One Ring to Rule Them...

Just because I am working on Hoarfrost Saga, doesn't mean I am going to let this blog die. In fact, I am trying to ramp up my blogging this year....


I recently started re-reading The Lord of the Rings (as I do every couple of years it seems), and I am contemplating what it would take to run D&D in Middle Earth. I know others have done this before, but I want to do it my way. I have some ideas floating around the ol’ noggin’ that I will be posting on the blog over the next couple of days.

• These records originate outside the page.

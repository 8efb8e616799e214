use bytes::{Buf, Bytes};

use crate::error::Error;

pub trait BufExt: Buf {
    fn get_us_varbyte(&mut self) -> Result<Option<Bytes>, Error>;
}

impl BufExt for Bytes {
    // reads a US_VARBYTE; a length prefix of 0xffff is the NULL marker
    fn get_us_varbyte(&mut self) -> Result<Option<Bytes>, Error> {
        if self.remaining() < 2 {
            return Err(err_protocol!(
                "expected 2-byte length prefix, found {} bytes",
                self.remaining()
            ));
        }

        let len = self.get_u16_le() as usize;
        if len == 0xffff {
            return Ok(None);
        }

        if self.remaining() < len {
            return Err(err_protocol!(
                "expected {} bytes of data, found {}",
                len,
                self.remaining()
            ));
        }

        Ok(Some(self.split_to(len)))
    }
}

#[cfg(test)]
mod tests {
    use bytes::Bytes;

    use super::BufExt;

    #[test]
    fn it_decodes_us_varbyte() {
        let mut buf = Bytes::from_static(&[0x03, 0x00, 0x01, 0x02, 0x03, 0xff]);

        let v = buf.get_us_varbyte().unwrap();

        assert_eq!(v.as_deref(), Some(&[0x01, 0x02, 0x03][..]));
        assert_eq!(buf.len(), 1);
    }

    #[test]
    fn it_decodes_null_marker() {
        let mut buf = Bytes::from_static(&[0xff, 0xff]);

        assert_eq!(buf.get_us_varbyte().unwrap(), None);
    }

    #[test]
    fn it_rejects_truncated_data() {
        let mut buf = Bytes::from_static(&[0x05, 0x00, 0x01]);

        assert!(buf.get_us_varbyte().is_err());
    }
}
use crate::error::Error;
use crate::parameter::Parameter;
use crate::var_binary::VarBinary;

pub trait ProtocolEncode<'en, Context = ()> {
    fn encode(&self, buf: &mut Vec<u8>) -> Result<(), Error>
    where
        Self: ProtocolEncode<'en, ()>,
    {
        self.encode_with(buf, ())
    }

    fn encode_with(&self, buf: &mut Vec<u8>, context: Context) -> Result<(), Error>;
}

impl<C> ProtocolEncode<'_, C> for &'_ [u8] {
    fn encode_with(&self, buf: &mut Vec<u8>, _context: C) -> Result<(), Error> {
        buf.extend_from_slice(self);
        Ok(())
    }
}

// TYPE_INFO followed by the value, the unit a request builder appends
// per RPC parameter
impl ProtocolEncode<'_> for Parameter {
    fn encode_with(&self, buf: &mut Vec<u8>, _context: ()) -> Result<(), Error> {
        VarBinary::put_type_info(buf, self);
        VarBinary::put_value(buf, self);

        Ok(())
    }
}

I have  just gotten past Chapter 9 (At the Sign of the Pancing Pony), and it just screams D&D to me. First, we get a description of a Point of Light setting (Bree), and a brief description of a Ranger class. Bree is a perfect starting town for characters, and if you need a mega-dungeon nearby, look no further than Weather Top! A former border bastion – surely there are hidden levels beneath that hill! (Don’t forget that south lie the Barrow Downs – if you are strong enough to fight the major undead that haunt those hills). Away east lie the Trollshaws and the goblin infested Misty Mountains. (Damn, I want to run this just writing about it).


Points of Light & Rangers

 Bree was the chief village of the Bree-land, a small inhabited region, like an island in the empty lands round about…

 In those days no other Men had settled dwellings so far west, or within a hundred leagues of the Shire. But in the wild lands beyond Bree there were mysterious wanderers. The Bree-folk called them Rangers, and knew nothing of their origin. They were taller and darker than the Men of Bree and were believed to have strange powers of sight and hearing, and to understand the languages of beasts and birds. They roamed at will southwards, and eastwards even as far as the Misty Mountains; but they were now few and rarely seen. When they appeared they brought news from afar, and told strange forgotten tales which were eagerly listened to; but the Bree-folk did not make friends of them.


In the same chapter we get hints that magic-users are about (and not to be trusted).

Magic-Users

Frodo has vanished after accidently slipping the ring onto his finger…

The local hobbits stared in amazement, and then sprang to their feet and shouted for Barliman. All the company drew away from Pippin and Sam, who found themselves left alone in a comer, and eyed darkly and doubtfully from a distance. It was plain that many people regarded them now as the companions of a travelling magician of unknown powers and purpose


I will be posting more on this as I read the books.